# [Dataset entries]
--- START ---
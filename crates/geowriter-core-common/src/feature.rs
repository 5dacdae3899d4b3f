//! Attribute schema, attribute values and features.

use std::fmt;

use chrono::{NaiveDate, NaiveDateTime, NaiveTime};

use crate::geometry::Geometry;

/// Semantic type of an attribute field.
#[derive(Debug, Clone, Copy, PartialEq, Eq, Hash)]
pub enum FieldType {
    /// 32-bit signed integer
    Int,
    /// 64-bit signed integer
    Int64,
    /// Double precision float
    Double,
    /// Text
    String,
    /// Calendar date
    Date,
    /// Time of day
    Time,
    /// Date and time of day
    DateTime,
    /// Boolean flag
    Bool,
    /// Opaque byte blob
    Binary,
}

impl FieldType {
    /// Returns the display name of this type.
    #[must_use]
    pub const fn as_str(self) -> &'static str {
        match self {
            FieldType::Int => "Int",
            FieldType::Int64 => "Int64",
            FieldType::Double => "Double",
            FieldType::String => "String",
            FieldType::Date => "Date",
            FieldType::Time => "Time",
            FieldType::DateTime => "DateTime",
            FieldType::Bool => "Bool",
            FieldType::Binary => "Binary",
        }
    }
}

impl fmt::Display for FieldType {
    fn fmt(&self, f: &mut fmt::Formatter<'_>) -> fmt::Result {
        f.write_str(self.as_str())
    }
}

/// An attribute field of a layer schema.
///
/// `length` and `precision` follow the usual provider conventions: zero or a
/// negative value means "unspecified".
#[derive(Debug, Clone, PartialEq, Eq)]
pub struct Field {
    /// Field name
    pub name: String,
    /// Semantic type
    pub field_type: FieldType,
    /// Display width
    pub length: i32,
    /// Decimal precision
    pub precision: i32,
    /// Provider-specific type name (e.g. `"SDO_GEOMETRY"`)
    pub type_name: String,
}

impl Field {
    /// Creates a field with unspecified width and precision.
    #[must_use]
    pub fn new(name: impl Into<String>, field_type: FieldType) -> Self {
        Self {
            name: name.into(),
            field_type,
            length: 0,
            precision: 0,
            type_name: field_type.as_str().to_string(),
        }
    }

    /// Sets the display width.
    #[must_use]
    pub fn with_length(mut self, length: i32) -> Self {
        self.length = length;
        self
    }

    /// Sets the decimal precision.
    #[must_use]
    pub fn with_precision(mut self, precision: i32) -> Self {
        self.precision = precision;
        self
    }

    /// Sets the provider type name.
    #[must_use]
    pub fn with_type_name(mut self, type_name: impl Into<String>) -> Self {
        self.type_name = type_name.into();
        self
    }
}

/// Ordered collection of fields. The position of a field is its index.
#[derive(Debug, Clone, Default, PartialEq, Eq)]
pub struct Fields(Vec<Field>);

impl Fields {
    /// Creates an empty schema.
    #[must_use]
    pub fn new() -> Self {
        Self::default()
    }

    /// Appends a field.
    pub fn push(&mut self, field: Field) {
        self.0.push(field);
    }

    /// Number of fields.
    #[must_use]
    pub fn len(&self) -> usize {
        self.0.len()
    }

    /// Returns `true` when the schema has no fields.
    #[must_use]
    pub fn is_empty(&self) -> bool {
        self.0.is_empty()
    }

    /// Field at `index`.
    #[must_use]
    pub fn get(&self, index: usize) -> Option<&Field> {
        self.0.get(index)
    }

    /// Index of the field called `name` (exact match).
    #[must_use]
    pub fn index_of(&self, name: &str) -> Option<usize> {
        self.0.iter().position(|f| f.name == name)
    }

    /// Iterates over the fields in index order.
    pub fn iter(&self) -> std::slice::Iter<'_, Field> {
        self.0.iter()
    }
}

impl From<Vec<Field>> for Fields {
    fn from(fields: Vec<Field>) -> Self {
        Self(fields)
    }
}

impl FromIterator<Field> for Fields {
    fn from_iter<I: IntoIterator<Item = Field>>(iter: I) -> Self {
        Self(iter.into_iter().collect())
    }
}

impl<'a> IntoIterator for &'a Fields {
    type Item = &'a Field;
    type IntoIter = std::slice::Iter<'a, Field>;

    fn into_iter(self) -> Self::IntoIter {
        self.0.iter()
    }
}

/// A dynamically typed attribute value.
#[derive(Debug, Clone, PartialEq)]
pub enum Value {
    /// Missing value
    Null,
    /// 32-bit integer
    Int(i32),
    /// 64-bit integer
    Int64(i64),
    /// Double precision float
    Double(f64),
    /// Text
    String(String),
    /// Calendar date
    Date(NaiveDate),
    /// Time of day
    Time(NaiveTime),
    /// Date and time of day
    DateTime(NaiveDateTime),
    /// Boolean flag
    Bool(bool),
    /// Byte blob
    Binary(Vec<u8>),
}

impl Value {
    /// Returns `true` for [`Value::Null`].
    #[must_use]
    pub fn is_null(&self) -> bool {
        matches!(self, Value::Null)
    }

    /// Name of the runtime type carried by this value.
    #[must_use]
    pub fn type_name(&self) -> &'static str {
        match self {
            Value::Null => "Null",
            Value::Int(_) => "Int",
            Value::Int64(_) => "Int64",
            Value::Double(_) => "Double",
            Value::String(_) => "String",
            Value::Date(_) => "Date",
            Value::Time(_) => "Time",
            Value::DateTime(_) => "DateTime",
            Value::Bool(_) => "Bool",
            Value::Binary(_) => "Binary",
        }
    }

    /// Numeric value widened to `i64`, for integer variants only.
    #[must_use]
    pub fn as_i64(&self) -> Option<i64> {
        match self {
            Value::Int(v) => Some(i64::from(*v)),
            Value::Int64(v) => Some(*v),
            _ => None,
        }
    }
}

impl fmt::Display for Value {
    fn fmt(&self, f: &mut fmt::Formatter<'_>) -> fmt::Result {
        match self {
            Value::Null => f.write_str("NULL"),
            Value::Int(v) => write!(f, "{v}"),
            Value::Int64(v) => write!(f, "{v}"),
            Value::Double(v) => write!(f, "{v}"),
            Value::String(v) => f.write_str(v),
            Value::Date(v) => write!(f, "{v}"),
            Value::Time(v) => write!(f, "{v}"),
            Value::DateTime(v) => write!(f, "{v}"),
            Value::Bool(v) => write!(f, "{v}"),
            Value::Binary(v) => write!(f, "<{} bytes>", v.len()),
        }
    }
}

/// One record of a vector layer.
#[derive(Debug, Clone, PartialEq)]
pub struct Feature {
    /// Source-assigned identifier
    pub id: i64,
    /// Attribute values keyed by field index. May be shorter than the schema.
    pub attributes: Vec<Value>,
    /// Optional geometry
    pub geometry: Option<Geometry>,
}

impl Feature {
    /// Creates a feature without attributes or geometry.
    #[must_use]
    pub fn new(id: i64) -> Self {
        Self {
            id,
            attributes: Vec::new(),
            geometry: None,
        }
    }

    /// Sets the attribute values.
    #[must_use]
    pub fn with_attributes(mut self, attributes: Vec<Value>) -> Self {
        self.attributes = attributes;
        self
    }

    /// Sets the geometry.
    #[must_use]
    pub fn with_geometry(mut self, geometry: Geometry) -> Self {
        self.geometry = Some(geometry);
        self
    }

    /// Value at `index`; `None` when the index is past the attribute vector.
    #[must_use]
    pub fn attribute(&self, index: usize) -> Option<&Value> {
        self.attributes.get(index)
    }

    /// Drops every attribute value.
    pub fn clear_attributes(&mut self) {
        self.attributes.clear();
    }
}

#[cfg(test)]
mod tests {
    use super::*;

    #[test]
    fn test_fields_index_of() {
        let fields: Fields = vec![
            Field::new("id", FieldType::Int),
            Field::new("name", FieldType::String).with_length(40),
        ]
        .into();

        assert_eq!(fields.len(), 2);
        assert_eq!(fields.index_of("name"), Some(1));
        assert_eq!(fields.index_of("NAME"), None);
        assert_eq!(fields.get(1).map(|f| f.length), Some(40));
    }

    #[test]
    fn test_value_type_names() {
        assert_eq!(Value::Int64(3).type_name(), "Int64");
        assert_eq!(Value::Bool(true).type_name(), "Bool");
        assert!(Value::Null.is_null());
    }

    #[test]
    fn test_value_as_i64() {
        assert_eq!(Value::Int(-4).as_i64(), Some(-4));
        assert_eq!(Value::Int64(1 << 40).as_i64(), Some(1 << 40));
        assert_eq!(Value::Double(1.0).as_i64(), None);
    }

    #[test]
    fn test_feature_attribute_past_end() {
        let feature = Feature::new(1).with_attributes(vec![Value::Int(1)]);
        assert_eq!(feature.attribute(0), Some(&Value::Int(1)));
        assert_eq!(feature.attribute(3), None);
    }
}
--- END ---
# [TASK TO CARRY OUT]
Where does "Sets" appear in the records above? Copy every line that has it.

# [RESPONSE]
    /// Sets the display width.
    /// Sets the decimal precision.
    /// Sets the provider type name.
    /// Sets the attribute values.
    /// Sets the geometry.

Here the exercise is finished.